Esnek çalışma uygulanıyorsa, iki aylık dengeleme döneminde haftalık ortalama çalışma süresi 45 saati geçmemek üzere bazı günlerde 11 saate kadar, bazı haftalar 66 saate kadar çalışılabilecek. Fazla çalışma yapıldığında, günlük çalışma süresi 11 saate kadar çıkabilecek. Görüldüğü üzere, tam zamanlı çalışma biçimine göre günlük çalışma süresi 7,5 saat ile 11 saat arasında değişebiliyor.
Gün içinde çalışma süresi uzadığında da risk arttığından, yasa koyucu günlük çalışma süresine göre verilecek ara dinlenme süresini de artarak belirliyor.
Farklı dinlenmeler
Nitekim, İş Kanunu, işin orta bir yerinde 4 saate kadar süren işlerde en az 15 dakika; dört ile 7,5 saat arasında (7,5 saat dahil) çalışılan işlerde en az yarım saat, 7,5 saati geçen işlerde ise en az bir saat ara dinlenmesi verilmesini zorunlu tutuyor.
Gerçekten, yapılan işin türüne göre çalışanlar, günlük çalışma süresi boyunca sürekli ayakta kalarak, yük taşıyarak, uzanarak, eğilerek, tekdüze hareketlerde bulunarak iş yapıyor olabilecekleri gibi, işi yağmur altında, güneşte, sıcakta, soğukta, gürültüde, ergonomik olmayan koşullarda, kimyasalların kullanıldığı ortamlarda yapıyor, sürekli dikkat isteyen bir iş görüyor olabilirler. Hareketli bantlarda aynı hareketi sürekli olarak tekrarlayabilirler. Şehir içi ve dışı trafikte sürücü olabilirler.

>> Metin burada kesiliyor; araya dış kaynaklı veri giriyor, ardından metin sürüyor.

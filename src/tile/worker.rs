//! Tile worker.
//!
//! Decodes one planned tile on a pool thread:
//!
//! 1. Borrow a decoder handle and a work buffer
//! 2. Read raw bytes for the tile rectangle, once per plane
//! 3. Split out each requested channel and convert it to typed samples
//! 4. Copy the samples into the tile's canvas target
//! 5. Return handle and buffer to their pools (guard drop, on every path)
//!
//! Decode errors stay inside the tile: the tile is reported failed and its
//! canvas rectangle is left untouched. Only pool failures (clone failure,
//! acquire timeout) escape as fatal outcomes.

use std::panic::{self, AssertUnwindSafe};

use tokio_util::sync::CancellationToken;
use tracing::warn;

use crate::error::{DecodeError, RegionError};
use crate::pool::{BufferPool, ReaderPool, WorkBuffer};
use crate::region::canvas::TileTarget;
use crate::region::sample::{convert_samples, Sample};
use crate::slide::Decoder;

use super::planner::{ChannelSelection, PlanePosition, Rect, Tile};

// =============================================================================
// Channel Layout
// =============================================================================

/// Where one output channel comes from in the decoder's planes.
#[derive(Debug, Clone, Copy, PartialEq, Eq)]
pub(crate) struct ChannelSource {
    /// Channel index as requested
    pub channel: u32,

    /// Plane holding the channel
    pub plane: usize,

    /// Sample index within an RGB plane
    pub sub: u32,
}

/// Output channels of a read and how to pull them out of raw plane bytes.
#[derive(Debug, Clone, PartialEq, Eq)]
pub(crate) struct ChannelLayout {
    pub sources: Vec<ChannelSource>,
    pub samples_per_plane: u32,
    pub interleaved: bool,
    pub little_endian: bool,
}

impl ChannelLayout {
    /// Resolve `position` against a decoder bound to the read's series.
    pub(crate) fn from_decoder<D: Decoder>(
        decoder: &D,
        position: PlanePosition,
    ) -> Result<Self, RegionError> {
        let size_c = decoder.size_c();
        let rgb = decoder.rgb_channel_count().max(1);

        let channels: Vec<u32> = match position.channels {
            ChannelSelection::Single(channel) if channel >= size_c => {
                return Err(RegionError::InvalidChannel {
                    channel,
                    count: size_c,
                })
            }
            ChannelSelection::Single(channel) => vec![channel],
            ChannelSelection::All => (0..size_c).collect(),
        };

        let sources = channels
            .into_iter()
            .map(|channel| {
                Ok(ChannelSource {
                    channel,
                    plane: decoder.plane_index(position.z, channel / rgb, position.t)?,
                    sub: channel % rgb,
                })
            })
            .collect::<Result<Vec<_>, DecodeError>>()?;

        Ok(Self {
            sources,
            samples_per_plane: rgb,
            interleaved: decoder.is_interleaved(),
            little_endian: decoder.is_little_endian(),
        })
    }

    pub(crate) fn channel_count(&self) -> usize {
        self.sources.len()
    }
}

// =============================================================================
// Jobs and Outcomes
// =============================================================================

/// A tile paired with exclusive access to its canvas rectangle.
pub(crate) struct TileJob<'c, T> {
    pub tile: Tile,
    pub target: TileTarget<'c, T>,
}

/// What happened to one submitted tile.
#[derive(Debug)]
pub(crate) enum TileOutcome {
    /// Pixels are in the canvas
    Completed { index: usize },

    /// Decoding failed; the tile's canvas rectangle is untouched
    Failed {
        index: usize,
        rect: Rect,
        error: DecodeError,
    },

    /// Cancelled before the canvas write
    Skipped { index: usize },

    /// A pool could not serve the tile; the whole read must stop
    Fatal { index: usize, error: RegionError },
}

enum Decoded {
    Complete,
    Cancelled,
}

// =============================================================================
// Worker
// =============================================================================

/// Shared context of every worker thread in one read.
pub(crate) struct TileWorker<'w, 'a, D: Decoder, T: Sample> {
    pub readers: &'w ReaderPool<'a, D>,
    pub buffers: &'w BufferPool<T>,
    pub layout: &'w ChannelLayout,
    pub cancel: &'w CancellationToken,

    /// Extra attempts per tile, each with a freshly cloned handle
    pub retries: u32,
}

impl<D: Decoder, T: Sample> TileWorker<'_, '_, D, T> {
    /// Decode one tile into its canvas target.
    pub(crate) fn run(&self, job: TileJob<'_, T>) -> TileOutcome {
        let TileJob { tile, mut target } = job;
        let index = tile.index;
        debug_assert_eq!(index, target.tile_index());

        if self.cancel.is_cancelled() {
            return TileOutcome::Skipped { index };
        }

        let mut reader = match self.readers.borrow() {
            Ok(reader) => reader,
            Err(error) => return TileOutcome::Fatal { index, error },
        };
        let mut buffer = match self.buffers.borrow() {
            Ok(buffer) => buffer,
            Err(error) => return TileOutcome::Fatal { index, error },
        };

        let mut attempt = 0;
        loop {
            let result = panic::catch_unwind(AssertUnwindSafe(|| {
                decode_tile(&mut *reader, &mut *buffer, tile.rect, self.layout, self.cancel)
            }))
            .unwrap_or_else(|_| Err(DecodeError::Other("decoder panicked".to_string())));

            match result {
                Ok(Decoded::Complete) => break,
                Ok(Decoded::Cancelled) => return TileOutcome::Skipped { index },
                Err(error) if attempt < self.retries => {
                    attempt += 1;
                    warn!(
                        tile = index,
                        attempt,
                        error = %error,
                        "Tile decode failed, retrying with a fresh reader"
                    );
                    if let Err(error) = reader.refresh() {
                        return TileOutcome::Fatal { index, error };
                    }
                }
                Err(error) => {
                    warn!(
                        tile = index,
                        x = tile.rect.x,
                        y = tile.rect.y,
                        width = tile.rect.width,
                        height = tile.rect.height,
                        error = %error,
                        "Tile decode failed"
                    );
                    return TileOutcome::Failed {
                        index,
                        rect: tile.rect,
                        error,
                    };
                }
            }
        }

        if self.cancel.is_cancelled() {
            return TileOutcome::Skipped { index };
        }

        let pixel_count = target.width() as usize * target.height() as usize;
        for (slot, plane) in buffer
            .pixels
            .chunks_exact(pixel_count)
            .take(self.layout.channel_count())
            .enumerate()
        {
            target.write_channel(slot, plane, tile.rect.width as usize);
        }

        TileOutcome::Completed { index }
    }
}

/// Decode every output channel of `rect` into `buffer.pixels`.
///
/// Nothing is written to the canvas here, so a failure part way through a
/// multi-channel tile leaves no partial output behind.
fn decode_tile<D: Decoder, T: Sample>(
    reader: &mut D,
    buffer: &mut WorkBuffer<T>,
    rect: Rect,
    layout: &ChannelLayout,
    cancel: &CancellationToken,
) -> Result<Decoded, DecodeError> {
    let pixel_count = rect.width as usize * rect.height as usize;
    let bps = T::PIXEL_TYPE.bytes_per_sample();
    buffer.prepare(pixel_count, layout.channel_count());

    let WorkBuffer {
        raw,
        channel,
        pixels,
    } = buffer;

    let mut loaded_plane = None;
    for (slot, source) in layout.sources.iter().enumerate() {
        if cancel.is_cancelled() {
            return Ok(Decoded::Cancelled);
        }

        if loaded_plane != Some(source.plane) {
            reader.read_region_bytes(source.plane, rect, raw)?;
            loaded_plane = Some(source.plane);
        }

        let bytes = channel_bytes(
            raw,
            pixel_count,
            bps,
            layout.samples_per_plane,
            layout.interleaved,
            source.sub,
            channel,
        )?;
        convert_samples(
            bytes,
            layout.little_endian,
            &mut pixels[slot * pixel_count..(slot + 1) * pixel_count],
        );
    }

    Ok(Decoded::Complete)
}

/// Bytes of sample `sub` from a raw plane read.
///
/// Single-sample and planar RGB data are sliced straight out of `raw`; only
/// interleaved RGB is copied into `scratch`.
pub(crate) fn channel_bytes<'b>(
    raw: &'b [u8],
    pixel_count: usize,
    bytes_per_sample: usize,
    samples_per_plane: u32,
    interleaved: bool,
    sub: u32,
    scratch: &'b mut Vec<u8>,
) -> Result<&'b [u8], DecodeError> {
    let rgb = samples_per_plane.max(1) as usize;
    let sub = sub as usize;
    let plane_len = pixel_count * bytes_per_sample;
    let expected = plane_len * rgb;

    if raw.len() < expected {
        return Err(DecodeError::UnexpectedPlaneData {
            expected,
            actual: raw.len(),
        });
    }

    if rgb == 1 {
        return Ok(&raw[..plane_len]);
    }
    if !interleaved {
        return Ok(&raw[sub * plane_len..(sub + 1) * plane_len]);
    }

    scratch.clear();
    let offset = sub * bytes_per_sample;
    for pixel in raw[..expected].chunks_exact(rgb * bytes_per_sample) {
        scratch.extend_from_slice(&pixel[offset..offset + bytes_per_sample]);
    }
    Ok(scratch.as_slice())
}

// =============================================================================
// Tests
// =============================================================================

İşte bu nedenlerle, gün içinde doğal ihtiyaçlarını karşılaması ve farklı faaliyetlerde bulunarak, örneğin, oturarak, uzanarak, sosyalleşerek, kişisel ihtiyaçlarını karşılayarak, dinlenerek yenilenmiş bir güçle işbaşı yapabilmesi için, işin orta bir yerinde ara dinlenmesi verilmesi gerekiyor.
İş Kanunu'nda
İş Kanununda ara dinlenmesi, “günlük çalışma süresinin ortalama bir zamanında o yerin gelenekleri ve işin gereğine göre ayarlanmak suretiyle işçilere, ara dinlenmesi verilir.
Bu dinlenme süreleri en az olup aralıksız verilir. (...) Ancak bu süreler, iklim, mevsim, o yerdeki gelenekler ve işin niteliği göz önünde tutularak sözleşmeler ile aralıklı olarak kullandırılabilir. (…) Ara dinlenmeleri çalışma süresinden sayılmaz” şeklinde tanımlanıyor. Çalışma sürelerine göre verilecek ara dinlenme süreleri belirleniyor(3).
"Ücretsiz" sorunları
Çalışanın gün içinde dinlenerek yeniden çalışmaya hazır hale gelmesine olanak sağlamak amacıyla hem çalışanın sağlığını ve güvenliğini hem de, işverenin daha verimli hizmet almasını sağladığı halde ara dinlenmesi, çalışılan sürelerden sayılmıyor, ücret ödenmiyor.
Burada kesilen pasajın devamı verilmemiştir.